====== GIVEN INFORMATION ======

// =============================================================================
// StrategyService — turns market data into candidate trade signals
// =============================================================================
//
// Single reader on the market_data stream. Keeps a bounded close-price
// history per (exchange, symbol) and evaluates every enabled strategy on
// each tick. The reference strategy is a fast/slow moving-average crossover
// with a hysteresis band and ATR-derived stop distance.
// =============================================================================

use std::collections::{HashMap, VecDeque};

use anyhow::Result;
use tracing::{error, info, warn};

use crate::bus::{BusError, EventBus, DEFAULT_BLOCK_MS};
use crate::config::{RiskConfig, Settings, StrategyConfig};
use crate::events::{
    Event, MarketDataPayload, SignalPayload, SignalRisk, EVENT_SIGNAL,
};
use crate::indicators::{average_true_range, simple_moving_average};
use crate::risk::calculate_position_size;
use crate::services::Shutdown;

/// Close prices retained per (exchange, symbol).
const HISTORY_CAP: usize = 500;

/// Hysteresis band around the slow MA; crossings inside it emit nothing,
/// preventing signal flapping when the averages touch.
const HYSTERESIS: f64 = 0.001;

const SIGNAL_CONFIDENCE: f64 = 0.6;

// ---------------------------------------------------------------------------
// Trend strategy (MA crossover + ATR sizing)
// ---------------------------------------------------------------------------

/// Parameters for one configured trend strategy instance.
#[derive(Debug, Clone)]
pub struct TrendParams {
    pub fast_ma_period: usize,
    pub slow_ma_period: usize,
    pub atr_period: usize,
    pub atr_multiplier: f64,
    pub asset_volatility: Option<f64>,
}

impl TrendParams {
    pub fn from_config(cfg: &StrategyConfig) -> Self {
        Self {
            fast_ma_period: cfg.param_usize("fast_ma_period", 50),
            slow_ma_period: cfg.param_usize("slow_ma_period", 200),
            atr_period: cfg.param_usize("atr_period", 14),
            atr_multiplier: cfg.param_f64("atr_multiplier", 2.0),
            asset_volatility: cfg
                .parameters
                .get("asset_volatility")
                .and_then(|v| v.as_f64()),
        }
    }

    /// Closes needed before the strategy can evaluate at all.
    fn min_history(&self) -> usize {
        self.fast_ma_period
            .max(self.slow_ma_period)
            .max(self.atr_period)
            + 1
    }
}

/// A directional decision plus its proposed risk parameters.
#[derive(Debug, Clone, PartialEq)]
pub struct TrendDecision {
    pub action: &'static str,
    pub confidence: f64,
    pub stop_distance: f64,
    pub position_size: f64,
}

/// Evaluate the trend strategy on a close-price history.
///
/// Returns `None` when the history is too short, the ATR is flat or
/// non-finite, or the fast MA sits inside the hysteresis band.
pub fn evaluate_trend(
    params: &TrendParams,
    closes: &[f64],
    risk: &RiskConfig,
    equity: f64,
) -> Option<TrendDecision> {
    if closes.len() < params.min_history() {
        return None;
    }
    let fast_ma = simple_moving_average(closes, params.fast_ma_period)?;
    let slow_ma = simple_moving_average(closes, params.slow_ma_period)?;
    let atr = average_true_range(closes, params.atr_period)?;
    if atr <= 0.0 {
        return None;
    }

    let action = if fast_ma > slow_ma * (1.0 + HYSTERESIS) {
        "buy"
    } else if fast_ma < slow_ma * (1.0 - HYSTERESIS) {
        "sell"
    } else {
        return None;
    };

    let stop_distance = atr * params.atr_multiplier;
    let position_size =
        match calculate_position_size(equity, stop_distance, risk, params.asset_volatility) {
            Ok(size) => size,
            Err(e) => {
                warn!(error = %e, "trend sizing failed; dropping evaluation");
                return None;
            }
        };

    Some(TrendDecision {
        action,
        confidence: SIGNAL_CONFIDENCE,
        stop_distance,
        position_size,
    })
}

// ---------------------------------------------------------------------------
// Service
// ---------------------------------------------------------------------------

pub struct StrategyService {
    settings: Settings,
    bus: EventBus,
    shutdown: Shutdown,
    strategies: Vec<(StrategyConfig, TrendParams)>,
    price_history: HashMap<(String, String), VecDeque<f64>>,
    last_id: String,
}

impl StrategyService {
    pub fn new(settings: Settings, bus: EventBus, shutdown: Shutdown) -> Self {
        let strategies = settings
            .strategies
            .iter()
            .filter(|cfg| cfg.enabled)
            .filter(|cfg| {
                let is_trend = cfg.module.contains("trend");
                if !is_trend {
                    warn!(strategy = %cfg.name, module = %cfg.module, "unknown strategy module; skipping");
                }
                is_trend
            })
            .map(|cfg| (cfg.clone(), TrendParams::from_config(cfg)))
            .collect();
        Self {
            settings,
            bus,
            shutdown,
            strategies,
            price_history: HashMap::new(),
            last_id: "0-0".to_string(),
        }
    }

    pub async fn run(&mut self) -> Result<()> {
        if self.strategies.is_empty() {
            warn!("no strategies enabled; strategy service idle");
            return Ok(());
        }
        info!(strategies = self.strategies.len(), "strategy service started");

        let market_stream = self.settings.redis.streams.market_data.clone();
        while !self.shutdown.is_stopping() {
            let consumed = self
                .bus
                .consume(&market_stream, &self.last_id, DEFAULT_BLOCK_MS)
                .await;
            match consumed {
                Ok((event, message_id)) => {
                    self.last_id = message_id;
                    self.handle_market_event(&event).await;
                }
                Err(BusError::Timeout) => continue,
                Err(e) => {
                    // Transient transport failure: the cursor is unchanged,
                    // so retrying is safe.
                    warn!(error = %e, "market data consume failed; retrying");
                    self.shutdown.sleep(std::time::Duration::from_millis(500)).await;
                }
            }
        }
        info!("strategy service stopped");
        Ok(())
    }

    pub async fn handle_market_event(&mut self, event: &Event) {
        let payload: MarketDataPayload = match event.decode() {
            Ok(p) => p,
            Err(e) => {
                warn!(error = %e, "undecodable market data event dropped");
                return;
            }
        };
        let Some(close) = payload.latest_close() else {
            return;
        };

        let key = (payload.exchange.clone(), payload.symbol.clone());
        let history = self
            .price_history
            .entry(key)
            .or_insert_with(|| VecDeque::with_capacity(HISTORY_CAP));
        if history.len() == HISTORY_CAP {
            history.pop_front();
        }
        history.push_back(close);
        let closes: Vec<f64> = history.iter().copied().collect();

        // Signals inherit the candle's timestamp so replays regenerate the
        // same client order ids downstream.
        let timestamp_ns = payload.latest_candle_ts_ms().map(|ms| ms * 1_000_000);

        let signal_stream = self.settings.redis.streams.signals.clone();
        for (cfg, params) in &self.strategies {
            let decision = evaluate_trend(
                params,
                &closes,
                &self.settings.risk,
                self.settings.risk.placeholder_equity,
            );
            let Some(decision) = decision else { continue };

            let signal = SignalPayload {
                strategy: cfg.name.clone(),
                exchange: payload.exchange.clone(),
                symbol: payload.symbol.clone(),
                decision: decision.action.to_string(),
                confidence: decision.confidence,
                price: close,
                timestamp_ns,
                risk: Some(SignalRisk {
                    stop_distance: Some(decision.stop_distance),
                    position_size: Some(decision.position_size),
                }),
                risk_approved: false,
            };
            let event = match Event::from_payload(EVENT_SIGNAL, &signal) {
                Ok(event) => event,
                Err(e) => {
                    error!(error = %e, "failed to encode signal");
                    continue;
                }
            };
            match self.bus.publish(&signal_stream, &event).await {
                Ok(_) => info!(
                    strategy = %cfg.name,
                    exchange = %payload.exchange,
                    symbol = %payload.symbol,
                    action = %decision.action,
                    "signal published"
                ),
                Err(e) => error!(error = %e, "failed to publish signal"),
            }
        }
    }
}

// =============================================================================
// Tests
// =============================================================================
#[cfg(test)]
mod tests {
    use super::*;
    use crate::config::RiskConfig;

    fn params() -> TrendParams {
        TrendParams {
            fast_ma_period: 3,
            slow_ma_period: 5,
            atr_period: 2,
            atr_multiplier: 2.0,
            asset_volatility: None,
        }
    }

    #[test]
    fn short_history_emits_nothing() {
        let closes = vec![100.0; 5]; // needs max(3,5,2)+1 = 6
        assert_eq!(
            evaluate_trend(&params(), &closes, &RiskConfig::default(), 100_000.0),
            None
        );
    }

    #[test]
    fn flat_series_has_zero_atr_and_emits_nothing() {
        let closes = vec![100.0; 10];
        assert_eq!(
            evaluate_trend(&params(), &closes, &RiskConfig::default(), 100_000.0),
            None
        );
    }

    #[test]
    fn rising_series_emits_buy_with_atr_sized_stop() {
        // Steady +2 ramp: fast MA > slow MA * 1.001, ATR = 2.
        let closes: Vec<f64> = (0..10).map(|i| 100.0 + 2.0 * i as f64).collect();
        let decision =
            evaluate_trend(&params(), &closes, &RiskConfig::default(), 100_000.0).unwrap();
        assert_eq!(decision.action, "buy");
        assert!((decision.stop_distance - 4.0).abs() < 1e-9);
        // 2% of 100k risked over a 4.0 stop -> 500 units.
        assert!((decision.position_size - 500.0).abs() < 1e-9);
    }

    #[test]
    fn falling_series_emits_sell() {
        let closes: Vec<f64> = (0..10).map(|i| 200.0 - 2.0 * i as f64).collect();
        let decision =
            evaluate_trend(&params(), &closes, &RiskConfig::default(), 100_000.0).unwrap();
        assert_eq!(decision.action, "sell");
    }

    #[test]
    fn crossings_inside_the_hysteresis_band_emit_nothing() {
        // Alternating +1/-1 keeps both MAs within 0.1% of each other while
        // the ATR stays positive.
        let mut closes = Vec::new();
        for i in 0..10 {
            closes.push(if i % 2 == 0 { 1000.0 } else { 1000.5 });
        }
        assert_eq!(
            evaluate_trend(&params(), &closes, &RiskConfig::default(), 100_000.0),
            None
        );
    }
}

======

### DIRECTIONS FOR THIS TASK
Take the records above and return, word for word, only the lines that fall from the line with "candidate trade signals" to the line with "const HYSTERESIS: f64 = 0.001;", both of them included.

### ANSWER TO THIS TASK
// StrategyService — turns market data into candidate trade signals
// =============================================================================
//
// Single reader on the market_data stream. Keeps a bounded close-price
// history per (exchange, symbol) and evaluates every enabled strategy on
// each tick. The reference strategy is a fast/slow moving-average crossover
// with a hysteresis band and ATR-derived stop distance.
// =============================================================================

use std::collections::{HashMap, VecDeque};

use anyhow::Result;
use tracing::{error, info, warn};

use crate::bus::{BusError, EventBus, DEFAULT_BLOCK_MS};
use crate::config::{RiskConfig, Settings, StrategyConfig};
use crate::events::{
    Event, MarketDataPayload, SignalPayload, SignalRisk, EVENT_SIGNAL,
};
use crate::indicators::{average_true_range, simple_moving_average};
use crate::risk::calculate_position_size;
use crate::services::Shutdown;

/// Close prices retained per (exchange, symbol).
const HISTORY_CAP: usize = 500;

/// Hysteresis band around the slow MA; crossings inside it emit nothing,
/// preventing signal flapping when the averages touch.
const HYSTERESIS: f64 = 0.001;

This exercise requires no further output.